I've never said other aspect of the game are not artificial, just that this one in particular doesn't work for me and y'all are trying to turn this into some kind of broad insult. It's not. It's a preference.

I’m not insulted. It’s really unlikely for me to get insulted by discussions of RPGs. I just thought it was worth pointing out that people who viewed one descriptor as insulting were perfectly comfortable using other descriptors that others claimed were insulting.

I've quoted sources on what railroad means, I can't help it if you don't accept the standard definition. I posted the first one that came up when I google "rpg railroading".

I don’t think they do any work to counter @pemerton ’s claim.
 

This is what a rule book that says "be a fan of the characters" is really saying: Be like Fictional Cinematic Media.
Hmm. Now, I’ve actually gotten paid to write about running and playing doomed campaigns - that is, where everybody playing knows up front that the PCs will die, and what matters is how, when and where, and what comes of it. It’s part of the Fate Horror Toolkit. I’ve run and played characters in narrative games where I/we set out with inspirations like All Quiet On The Western Front, Thomas Ligotti’s stories, and Zdzisław Beksiński’s art. In every case I was very much a fan of the characters, all the way to their dooms.

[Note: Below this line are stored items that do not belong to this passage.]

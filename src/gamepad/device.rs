//! USB HID transport
//!
//! This module owns the connection to the physical pad: finding it by
//! vendor/product id, reading raw input reports with a bounded timeout, and
//! releasing the handle. The acquisition loop talks to it exclusively
//! through the [`ReportSource`]/[`SourceOpener`] traits so it can run
//! against scripted doubles in tests.

use hidapi::{HidApi, HidDevice};
use log::{debug, info};
use std::time::Duration;
use thiserror::Error;

/// Largest report any supported device emits; reads are sliced to the
/// actual length returned by the transport.
const READ_BUF_LEN: usize = 64;

#[derive(Debug, Error)]
pub enum TransportError {
    #[error("no supported gamepad found (vendor 0x{vendor_id:04X})")]
    NotFound { vendor_id: u16 },

    #[error("USB transport failure: {0}")]
    Io(String),
}

/// Blocking "read next report" primitive with a bounded timeout.
///
/// `Ok(None)` means the timeout elapsed with no new input — an expected,
/// non-error condition.
pub trait ReportSource {
    fn read_report(&mut self, timeout: Duration) -> Result<Option<Vec<u8>>, TransportError>;
}

/// Factory for report sources, used both at startup and when the loop
/// re-opens the device after a read failure.
pub trait SourceOpener {
    type Source: ReportSource;

    fn open(&mut self) -> Result<Self::Source, TransportError>;
}

/// An opened USB gamepad. The underlying handle is released on drop.
pub struct UsbGamepad {
    device: HidDevice,
}

impl UsbGamepad {
    /// Try each product id in order and claim the first device that opens.
    pub fn open(api: &HidApi, vendor_id: u16, product_ids: &[u16]) -> Result<Self, TransportError> {
        for &product_id in product_ids {
            match api.open(vendor_id, product_id) {
                Ok(device) => {
                    info!(
                        "opened gamepad 0x{:04X}:0x{:04X} ({})",
                        vendor_id,
                        product_id,
                        device
                            .get_product_string()
                            .ok()
                            .flatten()
                            .unwrap_or_else(|| "unknown product".to_string())
                    );
                    return Ok(Self { device });
                }
                Err(e) => {
                    debug!(
                        "no device at 0x{:04X}:0x{:04X}: {}",
                        vendor_id, product_id, e
                    );
                }
            }
        }
        Err(TransportError::NotFound { vendor_id })
    }
}

impl ReportSource for UsbGamepad {
    fn read_report(&mut self, timeout: Duration) -> Result<Option<Vec<u8>>, TransportError> {
        let mut buf = [0u8; READ_BUF_LEN];
        let millis = timeout.as_millis().min(i32::MAX as u128) as i32;

        match self.device.read_timeout(&mut buf, millis) {
            Ok(0) => Ok(None),
            Ok(n) => Ok(Some(buf[..n].to_vec())),
            Err(e) => Err(TransportError::Io(e.to_string())),
        }
    }
}

/// Opens [`UsbGamepad`] sources for a configured vendor/product id set.
pub struct UsbOpener {
    api: HidApi,
    vendor_id: u16,
    product_ids: Vec<u16>,
}

impl UsbOpener {
    pub fn new(vendor_id: u16, product_ids: Vec<u16>) -> Result<Self, TransportError> {
        let api = HidApi::new().map_err(|e| TransportError::Io(e.to_string()))?;
        Ok(Self {
            api,
            vendor_id,
            product_ids,
        })
    }
}

impl SourceOpener for UsbOpener {
    type Source = UsbGamepad;

    fn open(&mut self) -> Result<UsbGamepad, TransportError> {
        // Re-enumerate so a receiver that was re-plugged since the last
        // attempt is visible.
        self.api
            .refresh_devices()
            .map_err(|e| TransportError::Io(e.to_string()))?;
        UsbGamepad::open(&self.api, self.vendor_id, &self.product_ids)
    }
}
use tessera_core::policy::PolicyConfig;

/// Server configuration loaded from environment variables.
///
/// All fields have sensible defaults suitable for local development.
/// In production, override via environment variables.
#[derive(Debug, Clone)]
pub struct ServerConfig {
    /// Bind address (default: `0.0.0.0`).
    pub host: String,
    /// Bind port (default: `3000`).
    pub port: u16,
    /// Allowed CORS origins, parsed from comma-separated `CORS_ORIGINS` env var.
    pub cors_origins: Vec<String>,
    /// Per-request deadline in milliseconds (default: `2000`).
    pub request_deadline_ms: u64,
    /// Per-statement database timeout in milliseconds (default: `500`).
    pub db_statement_timeout_ms: u64,
    /// Token-bucket burst budget per rate-limit key (default: `5`).
    pub rate_limit_capacity: u32,
    /// Token refill rate per second (default: `1`).
    pub rate_limit_refill_per_sec: f64,
    /// Minimum gap between two admissions of the same ticket (default: `30000`).
    pub min_scan_interval_ms: i64,
    /// Maximum items per batch validation request (default: `50`).
    pub batch_max_items: usize,
    /// Accepted QR payload versions, comma-separated (default: `v1`).
    pub qr_supported_versions: Vec<String>,
}

fn env_parsed<T: std::str::FromStr>(name: &str, default: &str) -> T
where
    T::Err: std::fmt::Debug,
{
    std::env::var(name)
        .unwrap_or_else(|_| default.into())
        .parse()
        .unwrap_or_else(|e| panic!("{name} must be a valid value: {e:?}"))
}

impl ServerConfig {
    /// Load configuration from environment variables with defaults.
    ///
    /// | Env Var                    | Default   |
    /// |----------------------------|-----------|
    /// | `HOST`                     | `0.0.0.0` |
    /// | `PORT`                     | `3000`    |
    /// | `CORS_ORIGINS`             | `http://localhost:5173` |
    /// | `REQUEST_DEADLINE_MS`      | `2000`    |
    /// | `DB_STATEMENT_TIMEOUT_MS`  | `500`     |
    /// | `RATE_LIMIT_CAPACITY`      | `5`       |
    /// | `RATE_LIMIT_REFILL_PER_SEC`| `1`       |
    /// | `MIN_SCAN_INTERVAL_MS`     | `30000`   |
    /// | `BATCH_MAX_ITEMS`          | `50`      |
    /// | `QR_SUPPORTED_VERSIONS`    | `v1`      |
    pub fn from_env() -> Self {
        let host = std::env::var("HOST").unwrap_or_else(|_| "0.0.0.0".into());

        let cors_origins: Vec<String> = std::env::var("CORS_ORIGINS")
            .unwrap_or_else(|_| "http://localhost:5173".into())
            .split(',')
            .map(|s| s.trim().to_string())
            .filter(|s| !s.is_empty())
            .collect();

        let qr_supported_versions: Vec<String> = std::env::var("QR_SUPPORTED_VERSIONS")
            .unwrap_or_else(|_| "v1".into())
            .split(',')
            .map(|s| s.trim().to_string())
            .filter(|s| !s.is_empty())
            .collect();

        Self {
            host,
            port: env_parsed("PORT", "3000"),
            cors_origins,
            request_deadline_ms: env_parsed("REQUEST_DEADLINE_MS", "2000"),
            db_statement_timeout_ms: env_parsed("DB_STATEMENT_TIMEOUT_MS", "500"),
            rate_limit_capacity: env_parsed("RATE_LIMIT_CAPACITY", "5"),
            rate_limit_refill_per_sec: env_parsed("RATE_LIMIT_REFILL_PER_SEC", "1"),
            min_scan_interval_ms: env_parsed("MIN_SCAN_INTERVAL_MS", "30000"),
            batch_max_items: env_parsed("BATCH_MAX_ITEMS", "50"),
            qr_supported_versions,
        }
    }

    /// Project the policy-relevant knobs into the evaluator's config.
    pub fn policy(&self) -> PolicyConfig {
        PolicyConfig {
            min_scan_interval: chrono::Duration::milliseconds(self.min_scan_interval_ms),
            supported_qr_versions: self.qr_supported_versions.clone(),
        }
    }
}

Or least that’s what I thought I was doing. You seem pretty sure, though. Could you explain the fictional cinematic media I was actually using?

Unlike all the other mentioned games that put strict limits on the role playing to make the game exactly what the author(s) want to to exactly be, D&D can be anything you want to make it be.
I thought I’ve played and run Fate as cosmic horror, personal tragedy, caper comedy, quietly contemplative hard science fiction, melodramatic quest fantasy in a sophisticated low-metal society inspired by the Inca and Maya, and heavily didactic near-future espionage and art theft. I thought it was a pretty diverse spread. But you say other games, presumably including Fate as a narrative game with shared power of works and story creation/development. So the folks at Evil Hat who appreciated my messages with game play stories must have also been building up strict limits that constrain all of the above beyond the declared aim to support competent characters dealing proactively with their environment. Um…what are those strict limits? ‘Cause, no fooling, I don’t see ‘em, and I’m curious about what I’ve been missing all this time.